Source information Start Marker

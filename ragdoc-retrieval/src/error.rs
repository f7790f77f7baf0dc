use ragdoc_core::{DocumentError, EmbeddingError, StoreError};
use thiserror::Error;

#[derive(Debug, Error)]
pub enum RetrievalError {
    #[error("embedder returned {got} embeddings for {expected} documents")]
    EmbeddingCountMismatch { expected: usize, got: usize },
    #[error("document error: {0}")]
    Document(#[from] DocumentError),
    #[error("embedding error: {0}")]
    Embedding(#[from] EmbeddingError),
    #[error("store error: {0}")]
    Store(#[from] StoreError),
}

pub type RetrievalResult<T> = Result<T, RetrievalError>;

Source information End Marker

### Your assignment
Retype the whole of the material word for word.

### Answer below
filename ragdoc-retrieval/src/error.rs
repository f7790f77f7baf0dc
use ragdoc_core::{DocumentError, EmbeddingError, StoreError};
use thiserror::Error;

#[derive(Debug, Error)]
pub enum RetrievalError {
    #[error("embedder returned {got} embeddings for {expected} documents")]
    EmbeddingCountMismatch { expected: usize, got: usize },
    #[error("document error: {0}")]
    Document(#[from] DocumentError),
    #[error("embedding error: {0}")]
    Embedding(#[from] EmbeddingError),
    #[error("store error: {0}")]
    Store(#[from] StoreError),
}

pub type RetrievalResult<T> = Result<T, RetrievalError>;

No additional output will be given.